Each line below needs to be duplicated without alteration.

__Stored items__

---

pub mod config;
pub mod connectivity;
pub mod errors;
pub mod events;
pub mod fetcher;
pub mod persistence;
pub mod queries;
pub mod remote;
pub mod store;

pub use config::Settings;
pub use connectivity::Connectivity;
pub use errors::{ClientError, ClientResult};
pub use events::{EventDispatcher, EventType, SyncEvent};
pub use fetcher::{LoadStatus, PageLoader, PageOutcome, PaginatedFetcher, SkipReason};
pub use persistence::{MemoryPersistence, SqlitePersistence, TaskPersistence};
pub use remote::{AirtableClient, PageQuery, RemoteTable};
pub use store::TaskStore;
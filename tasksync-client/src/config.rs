use tasksync_core::{SyncError, SyncResult};

pub const DEFAULT_API_URL: &str = "https://api.airtable.com";
pub const DEFAULT_PAGE_SIZE: usize = 25;
pub const DEFAULT_DATABASE_URL: &str = "sqlite:tasksync.sqlite3?mode=rwc";

/// Connection settings for the remote table plus local storage location.
#[derive(Debug, Clone, PartialEq)]
pub struct Settings {
    pub api_url: String,
    pub token: String,
    pub base_id: String,
    pub table_name: String,
    pub upload_endpoint: Option<String>,
    pub page_size: usize,
    pub database_url: String,
}

impl Default for Settings {
    fn default() -> Self {
        Self {
            api_url: DEFAULT_API_URL.to_string(),
            token: String::new(),
            base_id: String::new(),
            table_name: String::new(),
            upload_endpoint: None,
            page_size: DEFAULT_PAGE_SIZE,
            database_url: DEFAULT_DATABASE_URL.to_string(),
        }
    }
}

impl Settings {
    pub fn new(
        token: impl Into<String>,
        base_id: impl Into<String>,
        table_name: impl Into<String>,
    ) -> Self {
        Self {
            token: token.into(),
            base_id: base_id.into(),
            table_name: table_name.into(),
            ..Default::default()
        }
    }

    /// Reads `AIRTABLE_TOKEN`, `AIRTABLE_BASE`, `AIRTABLE_TABLE`,
    /// `AIRTABLE_API_URL`, `UPLOAD_ENDPOINT`, `TASKSYNC_PAGE_SIZE` and
    /// `TASKSYNC_DATABASE_URL`. Unset variables keep their defaults, as does
    /// a page size that is not a positive number.
    pub fn from_env() -> Self {
        Self::from_lookup(|key| std::env::var(key).ok())
    }

    fn from_lookup(lookup: impl Fn(&str) -> Option<String>) -> Self {
        let defaults = Self::default();
        Self {
            api_url: lookup("AIRTABLE_API_URL").unwrap_or(defaults.api_url),
            token: lookup("AIRTABLE_TOKEN").unwrap_or_default(),
            base_id: lookup("AIRTABLE_BASE").unwrap_or_default(),
            table_name: lookup("AIRTABLE_TABLE").unwrap_or_default(),
            upload_endpoint: lookup("UPLOAD_ENDPOINT").filter(|url| !url.is_empty()),
            page_size: lookup("TASKSYNC_PAGE_SIZE")
                .and_then(|size| size.trim().parse().ok())
                .filter(|&size: &usize| size > 0)
                .unwrap_or(defaults.page_size),
            database_url: lookup("TASKSYNC_DATABASE_URL").unwrap_or(defaults.database_url),
        }
    }

    pub fn is_configured(&self) -> bool {
        !self.token.trim().is_empty()
            && !self.base_id.trim().is_empty()
            && !self.table_name.trim().is_empty()
    }

    pub fn validate(&self) -> SyncResult<()> {
        if self.is_configured() {
            Ok(())
        } else {
            Err(SyncError::MissingConfiguration)
        }
    }
}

---

__REPLY TO THE TASK__
pub mod config;
pub mod connectivity;
pub mod errors;
pub mod events;
pub mod fetcher;
pub mod persistence;
pub mod queries;
pub mod remote;
pub mod store;

pub use config::Settings;
pub use connectivity::Connectivity;
pub use errors::{ClientError, ClientResult};
pub use events::{EventDispatcher, EventType, SyncEvent};
pub use fetcher::{LoadStatus, PageLoader, PageOutcome, PaginatedFetcher, SkipReason};
pub use persistence::{MemoryPersistence, SqlitePersistence, TaskPersistence};
pub use remote::{AirtableClient, PageQuery, RemoteTable};
pub use store::TaskStore;
filename tasksync-client/src/config.rs
use tasksync_core::{SyncError, SyncResult};

pub const DEFAULT_API_URL: &str = "https://api.airtable.com";
pub const DEFAULT_PAGE_SIZE: usize = 25;
pub const DEFAULT_DATABASE_URL: &str = "sqlite:tasksync.sqlite3?mode=rwc";

/// Connection settings for the remote table plus local storage location.
#[derive(Debug, Clone, PartialEq)]
pub struct Settings {
    pub api_url: String,
    pub token: String,
    pub base_id: String,
    pub table_name: String,
    pub upload_endpoint: Option<String>,
    pub page_size: usize,
    pub database_url: String,
}

impl Default for Settings {
    fn default() -> Self {
        Self {
            api_url: DEFAULT_API_URL.to_string(),
            token: String::new(),
            base_id: String::new(),
            table_name: String::new(),
            upload_endpoint: None,
            page_size: DEFAULT_PAGE_SIZE,
            database_url: DEFAULT_DATABASE_URL.to_string(),
        }
    }
}

impl Settings {
    pub fn new(
        token: impl Into<String>,
        base_id: impl Into<String>,
        table_name: impl Into<String>,
    ) -> Self {
        Self {
            token: token.into(),
            base_id: base_id.into(),
            table_name: table_name.into(),
            ..Default::default()
        }
    }

    /// Reads `AIRTABLE_TOKEN`, `AIRTABLE_BASE`, `AIRTABLE_TABLE`,
    /// `AIRTABLE_API_URL`, `UPLOAD_ENDPOINT`, `TASKSYNC_PAGE_SIZE` and
    /// `TASKSYNC_DATABASE_URL`. Unset variables keep their defaults, as does
    /// a page size that is not a positive number.
    pub fn from_env() -> Self {
        Self::from_lookup(|key| std::env::var(key).ok())
    }

    fn from_lookup(lookup: impl Fn(&str) -> Option<String>) -> Self {
        let defaults = Self::default();
        Self {
            api_url: lookup("AIRTABLE_API_URL").unwrap_or(defaults.api_url),
            token: lookup("AIRTABLE_TOKEN").unwrap_or_default(),
            base_id: lookup("AIRTABLE_BASE").unwrap_or_default(),
            table_name: lookup("AIRTABLE_TABLE").unwrap_or_default(),
            upload_endpoint: lookup("UPLOAD_ENDPOINT").filter(|url| !url.is_empty()),
            page_size: lookup("TASKSYNC_PAGE_SIZE")
                .and_then(|size| size.trim().parse().ok())
                .filter(|&size: &usize| size > 0)
                .unwrap_or(defaults.page_size),
            database_url: lookup("TASKSYNC_DATABASE_URL").unwrap_or(defaults.database_url),
        }
    }

    pub fn is_configured(&self) -> bool {
        !self.token.trim().is_empty()
            && !self.base_id.trim().is_empty()
            && !self.table_name.trim().is_empty()
    }

    pub fn validate(&self) -> SyncResult<()> {
        if self.is_configured() {
            Ok(())
        } else {
            Err(SyncError::MissingConfiguration)
        }
    }
}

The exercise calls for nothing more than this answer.